Our cognitive abilities begin to decline with age, including short-term working memory, processing speed, retrieval of memories/information, attention, and problem-solving.

During your lifetime, you will experience gradual declines in cognitive abilities. However, rapid and progressive cognitive declines usually indicate dementia, which is not part of healthy aging.

Specific interventions can slow down cognitive decline in elderly individuals, such as staying socially, mentally, and physically active and adopting the correct dietary habits. 

Few studies have investigated how the SNAP (Supplemental Nutrition Assistance Program) affects older people’s cognitive health.

This study investigated the associations between SNAP use and memory decline among SNAP-eligible US older adults.

As part of the Health & Retirement Study, participants aged 50+ who were eligible for SNAP in 1996 were included.

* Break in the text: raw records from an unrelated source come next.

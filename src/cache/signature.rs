// src/cache/signature.rs

//! Cheap content fingerprints
//!
//! A signature is file size plus whole-second modification time. It is not a
//! content hash: directories hold tens of thousands of archives and a stat
//! per file is all a change check can afford.

use serde::{Deserialize, Serialize};
use std::collections::BTreeMap;
use std::fmt;
use std::fs;
use std::path::Path;
use std::time::UNIX_EPOCH;

/// Size + modification-time fingerprint of a file
#[derive(Debug, Clone, Copy, Default, PartialEq, Eq, Hash, Serialize, Deserialize)]
pub struct ContentSignature {
    pub size: u64,
    /// Seconds since the Unix epoch
    pub modified: i64,
}

impl ContentSignature {
    /// Fingerprint a file; unreadable files get the zero signature
    pub fn of(path: &Path) -> Self {
        let Ok(metadata) = fs::metadata(path) else {
            return Self::default();
        };

        let modified = metadata
            .modified()
            .ok()
            .and_then(|t| t.duration_since(UNIX_EPOCH).ok())
            .map(|d| d.as_secs() as i64)
            .unwrap_or(0);

        Self {
            size: metadata.len(),
            modified,
        }
    }
}

impl fmt::Display for ContentSignature {
    fn fmt(&self, f: &mut fmt::Formatter<'_>) -> fmt::Result {
        write!(f, "{}:{}", self.size, self.modified)
    }
}

/// Name-keyed signatures of one population (packages or loose scenes)
pub type Signatures = BTreeMap<String, ContentSignature>;

/// True if the two populations differ in membership or in any signature
pub fn signatures_differ(cached: &Signatures, current: &Signatures) -> bool {
    cached != current
}

#[cfg(test)]
mod tests {
    use super::*;
    use std::fs::File;
    use std::time::{Duration, SystemTime};
    use tempfile::TempDir;

    #[test]
    fn test_signature_tracks_size_and_mtime() {
        let dir = TempDir::new().unwrap();
        let path = dir.path().join("A.Pack.1.var");
        fs::write(&path, b"12345").unwrap();

        let mtime = SystemTime::UNIX_EPOCH + Duration::from_secs(1_700_000_000);
        File::options()
            .write(true)
            .open(&path)
            .unwrap()
            .set_modified(mtime)
            .unwrap();

        let sig = ContentSignature::of(&path);
        assert_eq!(sig.size, 5);
        assert_eq!(sig.modified, 1_700_000_000);
        assert_eq!(sig.to_string(), "5:1700000000");
    }

    #[test]
    fn test_missing_file_has_zero_signature() {
        let dir = TempDir::new().unwrap();
        let sig = ContentSignature::of(&dir.path().join("nope.var"));
        assert_eq!(sig, ContentSignature::default());
    }

    #[test]
    fn test_signatures_differ() {
        let mut cached = Signatures::new();
        cached.insert("A.var".to_string(), ContentSignature { size: 1, modified: 1 });

        let mut current = cached.clone();
        assert!(!signatures_differ(&cached, &current));

        current.insert("B.var".to_string(), ContentSignature { size: 1, modified: 1 });
        assert!(signatures_differ(&cached, &current));

        current.remove("B.var");
        current.insert("A.var".to_string(), ContentSignature { size: 2, modified: 1 });
        assert!(signatures_differ(&cached, &current));
    }
}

Participants’ SNAP eligibility was based on federal criteria, and participants self-reported whether they utilized SNAP.

The researchers assessed the memory function of SNAP users and non-users using a composite score every two years between 1996 and 2016. In addition, the researchers modeled the probability of using SNAP based on demographic and health variables to account for preexisting differences in characteristics.

Using linear mixed-effects models, the researchers then modeled the trajectory of memory function for SNAP users and non-users using IP weighting and propensity score matching. All models accounted for study attrition.

15.7% of 3,555 SNAP participants were using it at baseline. SNAP users had a lower socioeconomic status and more chronic conditions than non-users and were more likely to be lost to follow-up.

The Supplemental Nutrition Assistance Program (SNAP)

The Supplemental Nutrition Assistance Program, also called Food Stamps, is one of the nation’s most critical anti-hunger programs. In 2021, SNAP helped over 41 million low-income Americans afford a nutritionally adequate diet.

The Supplemental Nutrition Assistance Program (SNAP) supports low-income working families, older adults (over 60 years old), people with disabilities living on stable incomes, and other low-income individuals and households. 

More than one-third of SNAP participants live with older adults or people with disabilities, while two-thirds are in families with children. Aside from unemployment insurance, SNAP is one of the most responsive federal programs that provide additional assistance during recessions and afterward.

With SNAP, the federal government pays the total cost of benefits and splits the administration cost with the states that run it. SNAP operates in 50 states.

Results of the Study

According to the researcher’s multivariable IP-weighted models (N=3,555), SNAP users had worse memory scores at baseline but had a slower rate of memory decline compared to non-users (annual decline rate was -0.038 standardized units [95%CI=-0.044, -0.032] for users and -0.046 [95%CI=-0.049, -0.043] for non-users).

The results of the PS-matched sample (N=1,014) were slightly more robust (the annual decline rate was -0.046 units for users and -0.060 units for non-users). In other words, the researchers found that SNAP recipients had about two fewer years of cognitive aging than non-users over ten years.

The study finds that SNAP use is associated with slower memory decline, even after adjusting for preexisting differences and differential attrition.